MODELING AND COMPREHENSIVE STRATEGIC INTERVENTION ANALYSIS FOR HEPATITIS A AND E INFECTIONS: A PARADIGM SHIFT IN PUBLIC HEALTH DYNAMICS

Abstract

Infectious diseases like Hepatitis A and E pose substantial challenges to public health globally, necessitating innovative strategies that combine mathematical modelling with strategic intervention analysis. This study introduces a comprehensive mathematical model designed to encapsulate the complex dynamics of Hepatitis A and E infections, including susceptibility, vaccination, latent and acute phases, treatment, and recovery. A thorough quantitative analysis was performed, encompassing the non-negativity and boundedness of solutions, the disease-free equilibrium, and the basic reproductive ratio.
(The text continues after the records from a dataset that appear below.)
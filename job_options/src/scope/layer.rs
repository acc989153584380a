//! Layer metadata for scope composition.

use std::fmt;

use camino::{Utf8Path, Utf8PathBuf};

use crate::JobOptions;

/// The configuration level a layer comes from, least specific first.
#[derive(Clone, Copy, Debug, PartialEq, Eq, Hash, PartialOrd, Ord)]
#[non_exhaustive]
pub enum Scope {
    /// Values compiled into the crate.
    Builtin,
    /// System-wide options.
    Global,
    /// Options for every job on one queue.
    Queue,
    /// Options carried by a single job.
    Job,
}

impl Scope {
    /// Lowercase name used in logs and diagnostics.
    #[must_use]
    pub const fn as_str(self) -> &'static str {
        match self {
            Self::Builtin => "builtin",
            Self::Global => "global",
            Self::Queue => "queue",
            Self::Job => "job",
        }
    }
}

impl fmt::Display for Scope {
    fn fmt(&self, f: &mut fmt::Formatter<'_>) -> fmt::Result {
        f.write_str(self.as_str())
    }
}

/// An option record tagged with the scope it belongs to.
#[derive(Clone, Debug, PartialEq, Eq)]
pub struct ScopeLayer {
    scope: Scope,
    options: JobOptions,
    label: Option<String>,
    path: Option<Utf8PathBuf>,
}

impl ScopeLayer {
    /// Construct a layer for `scope`.
    #[must_use]
    pub const fn new(scope: Scope, options: JobOptions) -> Self {
        Self {
            scope,
            options,
            label: None,
            path: None,
        }
    }

    /// Construct the built-in defaults layer.
    #[must_use]
    pub const fn builtin() -> Self {
        Self::new(Scope::Builtin, JobOptions::builtin())
    }

    /// Construct a global layer.
    #[must_use]
    pub const fn global(options: JobOptions) -> Self {
        Self::new(Scope::Global, options)
    }

    /// Construct a layer for the queue called `name`.
    #[must_use]
    pub fn queue(name: impl Into<String>, options: JobOptions) -> Self {
        Self::new(Scope::Queue, options).with_label(name)
    }

    /// Construct a job layer.
    #[must_use]
    pub const fn job(options: JobOptions) -> Self {
        Self::new(Scope::Job, options)
    }

    /// Attach a label such as a queue name or job id.
    #[must_use]
    pub fn with_label(mut self, label: impl Into<String>) -> Self {
        self.label = Some(label.into());
        self
    }

    /// Record the file this layer was read from.
    #[must_use]
    pub fn with_path(mut self, path: impl Into<Utf8PathBuf>) -> Self {
        self.path = Some(path.into());
        self
    }

    /// Returns the scope of the layer.
    #[must_use]
    pub const fn scope(&self) -> Scope {
        self.scope
    }

    /// Returns the options set by the layer.
    #[must_use]
    pub const fn options(&self) -> &JobOptions {
        &self.options
    }

    /// Returns the label, if any.
    #[must_use]
    pub fn label(&self) -> Option<&str> {
        self.label.as_deref()
    }

    /// Returns the source path if this layer was read from a file.
    #[must_use]
    pub fn path(&self) -> Option<&Utf8Path> {
        self.path.as_deref()
    }
}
Stability analyses provided critical insights into the local and global dynamics of the model, essential for understanding the conditions under which the diseases persist or are controlled. Sensitivity analysis highlighted key parameters driving disease transmission, aiding in the development of targeted intervention strategies. Utilizing optimal control theory, innovative intervention frameworks were formulated to optimize vaccination campaigns, allocate treatment resources efficiently, implement health education programs, and enhance sanitation measures. Numerical simulations further demonstrated the effectiveness of these interventions, showcasing their influence on population dynamics, disease prevalence, and environmental contamination.